[Opening SOURCE DATA section]

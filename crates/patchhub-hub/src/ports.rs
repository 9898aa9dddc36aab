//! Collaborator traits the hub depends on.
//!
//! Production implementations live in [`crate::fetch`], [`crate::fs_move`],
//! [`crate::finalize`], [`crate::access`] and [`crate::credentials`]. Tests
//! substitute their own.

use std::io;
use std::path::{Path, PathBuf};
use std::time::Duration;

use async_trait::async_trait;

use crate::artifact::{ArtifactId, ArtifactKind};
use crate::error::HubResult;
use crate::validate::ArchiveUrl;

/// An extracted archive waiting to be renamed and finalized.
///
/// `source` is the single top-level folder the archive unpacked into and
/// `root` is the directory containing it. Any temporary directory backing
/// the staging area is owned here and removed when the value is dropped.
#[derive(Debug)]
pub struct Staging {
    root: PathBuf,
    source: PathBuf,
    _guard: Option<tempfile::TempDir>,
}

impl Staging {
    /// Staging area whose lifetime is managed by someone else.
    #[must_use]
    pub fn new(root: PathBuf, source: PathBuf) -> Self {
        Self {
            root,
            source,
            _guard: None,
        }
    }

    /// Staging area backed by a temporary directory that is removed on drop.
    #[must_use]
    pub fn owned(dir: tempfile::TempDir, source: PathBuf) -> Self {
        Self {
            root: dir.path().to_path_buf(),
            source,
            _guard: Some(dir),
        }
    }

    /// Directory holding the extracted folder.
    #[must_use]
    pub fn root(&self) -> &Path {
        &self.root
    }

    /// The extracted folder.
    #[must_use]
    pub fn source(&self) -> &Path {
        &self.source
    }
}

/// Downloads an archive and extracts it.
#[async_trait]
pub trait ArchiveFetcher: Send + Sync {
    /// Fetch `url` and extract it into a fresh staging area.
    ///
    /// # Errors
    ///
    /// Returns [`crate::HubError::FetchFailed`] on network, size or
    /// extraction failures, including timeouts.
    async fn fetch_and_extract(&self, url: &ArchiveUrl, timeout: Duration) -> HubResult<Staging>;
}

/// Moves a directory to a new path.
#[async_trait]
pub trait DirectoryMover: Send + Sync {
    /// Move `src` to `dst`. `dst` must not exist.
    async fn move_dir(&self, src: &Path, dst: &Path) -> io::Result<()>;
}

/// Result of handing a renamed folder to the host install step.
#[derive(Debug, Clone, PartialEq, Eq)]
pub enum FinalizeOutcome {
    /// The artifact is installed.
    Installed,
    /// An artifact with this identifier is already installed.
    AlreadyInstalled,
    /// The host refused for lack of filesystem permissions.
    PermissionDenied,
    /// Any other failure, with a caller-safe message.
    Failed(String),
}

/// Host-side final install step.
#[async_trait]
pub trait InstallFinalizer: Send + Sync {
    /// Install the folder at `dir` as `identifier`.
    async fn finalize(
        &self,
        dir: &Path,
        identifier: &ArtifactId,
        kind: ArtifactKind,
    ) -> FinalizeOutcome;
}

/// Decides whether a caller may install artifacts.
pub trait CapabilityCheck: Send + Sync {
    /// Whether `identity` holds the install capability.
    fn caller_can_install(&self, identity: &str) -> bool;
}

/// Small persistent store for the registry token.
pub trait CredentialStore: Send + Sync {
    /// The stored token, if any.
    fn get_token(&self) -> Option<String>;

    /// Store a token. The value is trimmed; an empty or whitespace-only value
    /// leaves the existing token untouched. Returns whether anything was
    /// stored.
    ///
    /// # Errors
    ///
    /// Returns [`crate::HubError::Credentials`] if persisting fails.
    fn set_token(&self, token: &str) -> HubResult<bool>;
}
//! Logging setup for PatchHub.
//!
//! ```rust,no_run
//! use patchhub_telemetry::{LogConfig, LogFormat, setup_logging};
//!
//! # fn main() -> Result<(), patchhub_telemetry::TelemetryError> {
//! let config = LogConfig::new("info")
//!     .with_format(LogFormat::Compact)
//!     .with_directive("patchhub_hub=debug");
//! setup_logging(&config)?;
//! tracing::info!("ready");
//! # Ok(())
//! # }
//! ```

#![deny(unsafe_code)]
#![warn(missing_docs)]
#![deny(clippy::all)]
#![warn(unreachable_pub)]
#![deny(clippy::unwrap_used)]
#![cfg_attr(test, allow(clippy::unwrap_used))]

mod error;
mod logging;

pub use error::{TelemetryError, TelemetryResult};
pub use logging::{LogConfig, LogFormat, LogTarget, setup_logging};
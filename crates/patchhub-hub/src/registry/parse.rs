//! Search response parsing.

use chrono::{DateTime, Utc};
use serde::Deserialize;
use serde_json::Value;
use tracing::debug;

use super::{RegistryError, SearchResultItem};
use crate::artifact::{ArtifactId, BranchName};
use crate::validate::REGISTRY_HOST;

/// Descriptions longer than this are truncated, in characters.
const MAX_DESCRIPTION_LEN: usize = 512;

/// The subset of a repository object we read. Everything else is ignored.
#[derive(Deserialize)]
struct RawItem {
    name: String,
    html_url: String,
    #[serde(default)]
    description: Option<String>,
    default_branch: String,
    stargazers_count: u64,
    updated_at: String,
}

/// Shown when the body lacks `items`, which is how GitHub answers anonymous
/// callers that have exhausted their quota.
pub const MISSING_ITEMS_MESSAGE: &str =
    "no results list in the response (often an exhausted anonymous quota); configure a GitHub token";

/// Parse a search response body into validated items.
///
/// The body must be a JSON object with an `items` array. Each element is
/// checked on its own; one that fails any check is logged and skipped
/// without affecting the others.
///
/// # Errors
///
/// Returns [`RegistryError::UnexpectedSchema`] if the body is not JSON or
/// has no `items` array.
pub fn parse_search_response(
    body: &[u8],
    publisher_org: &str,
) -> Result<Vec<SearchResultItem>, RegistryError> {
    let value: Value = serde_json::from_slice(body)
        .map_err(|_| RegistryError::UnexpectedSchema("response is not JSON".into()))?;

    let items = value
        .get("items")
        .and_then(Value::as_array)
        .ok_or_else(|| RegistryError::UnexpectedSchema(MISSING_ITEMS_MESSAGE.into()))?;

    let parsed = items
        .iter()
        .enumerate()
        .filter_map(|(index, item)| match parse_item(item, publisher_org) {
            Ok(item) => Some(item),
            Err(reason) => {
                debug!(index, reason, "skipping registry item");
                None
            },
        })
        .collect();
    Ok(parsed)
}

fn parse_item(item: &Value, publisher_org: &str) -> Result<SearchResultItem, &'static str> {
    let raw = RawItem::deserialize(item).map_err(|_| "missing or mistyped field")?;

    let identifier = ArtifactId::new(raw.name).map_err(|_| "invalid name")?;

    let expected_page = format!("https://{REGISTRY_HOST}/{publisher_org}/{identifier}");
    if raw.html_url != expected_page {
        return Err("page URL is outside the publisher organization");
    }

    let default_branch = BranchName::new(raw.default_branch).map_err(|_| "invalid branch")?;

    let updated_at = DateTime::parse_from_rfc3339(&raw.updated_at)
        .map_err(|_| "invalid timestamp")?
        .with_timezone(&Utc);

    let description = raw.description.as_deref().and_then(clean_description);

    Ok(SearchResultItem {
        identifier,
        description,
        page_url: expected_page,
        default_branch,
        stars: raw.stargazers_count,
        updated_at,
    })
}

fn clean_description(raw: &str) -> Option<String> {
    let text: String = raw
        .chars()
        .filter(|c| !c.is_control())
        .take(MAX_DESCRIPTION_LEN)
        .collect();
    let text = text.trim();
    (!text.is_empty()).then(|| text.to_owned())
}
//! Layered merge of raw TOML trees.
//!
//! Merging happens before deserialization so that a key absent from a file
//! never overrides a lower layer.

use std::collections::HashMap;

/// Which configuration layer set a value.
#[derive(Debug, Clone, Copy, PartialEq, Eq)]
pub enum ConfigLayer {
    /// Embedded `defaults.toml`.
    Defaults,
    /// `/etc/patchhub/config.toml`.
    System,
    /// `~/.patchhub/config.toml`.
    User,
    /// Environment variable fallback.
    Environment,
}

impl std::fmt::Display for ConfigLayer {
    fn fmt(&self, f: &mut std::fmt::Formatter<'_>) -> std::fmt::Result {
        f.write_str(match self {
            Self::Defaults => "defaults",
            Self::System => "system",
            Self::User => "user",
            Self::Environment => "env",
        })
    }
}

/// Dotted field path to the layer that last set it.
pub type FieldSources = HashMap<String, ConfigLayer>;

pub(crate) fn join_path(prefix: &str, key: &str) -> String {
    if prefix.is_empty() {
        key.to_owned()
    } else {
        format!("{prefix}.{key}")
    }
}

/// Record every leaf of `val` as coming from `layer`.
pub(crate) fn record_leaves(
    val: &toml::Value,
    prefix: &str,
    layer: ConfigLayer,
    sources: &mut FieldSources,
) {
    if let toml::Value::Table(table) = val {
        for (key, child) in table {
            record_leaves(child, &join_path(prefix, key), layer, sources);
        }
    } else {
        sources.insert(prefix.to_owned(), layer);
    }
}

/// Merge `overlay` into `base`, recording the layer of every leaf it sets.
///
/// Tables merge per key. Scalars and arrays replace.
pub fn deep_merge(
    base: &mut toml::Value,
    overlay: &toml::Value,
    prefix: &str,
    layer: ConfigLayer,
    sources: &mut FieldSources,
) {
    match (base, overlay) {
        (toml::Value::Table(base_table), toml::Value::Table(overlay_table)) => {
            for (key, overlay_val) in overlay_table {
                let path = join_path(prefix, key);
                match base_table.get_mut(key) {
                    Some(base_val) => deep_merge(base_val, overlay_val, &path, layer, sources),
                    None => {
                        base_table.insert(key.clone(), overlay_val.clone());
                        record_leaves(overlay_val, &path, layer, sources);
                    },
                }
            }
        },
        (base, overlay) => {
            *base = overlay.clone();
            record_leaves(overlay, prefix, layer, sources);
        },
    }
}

[Closing SOURCE DATA section]

AIM OF THE TASK —
Find the string "area" in the listing and copy every line in which it occurs.

ANSWER FOR THIS EXERCISE —
/// the staging area is owned here and removed when the value is dropped.
    /// Staging area whose lifetime is managed by someone else.
    /// Staging area backed by a temporary directory that is removed on drop.
    /// Fetch `url` and extract it into a fresh staging area.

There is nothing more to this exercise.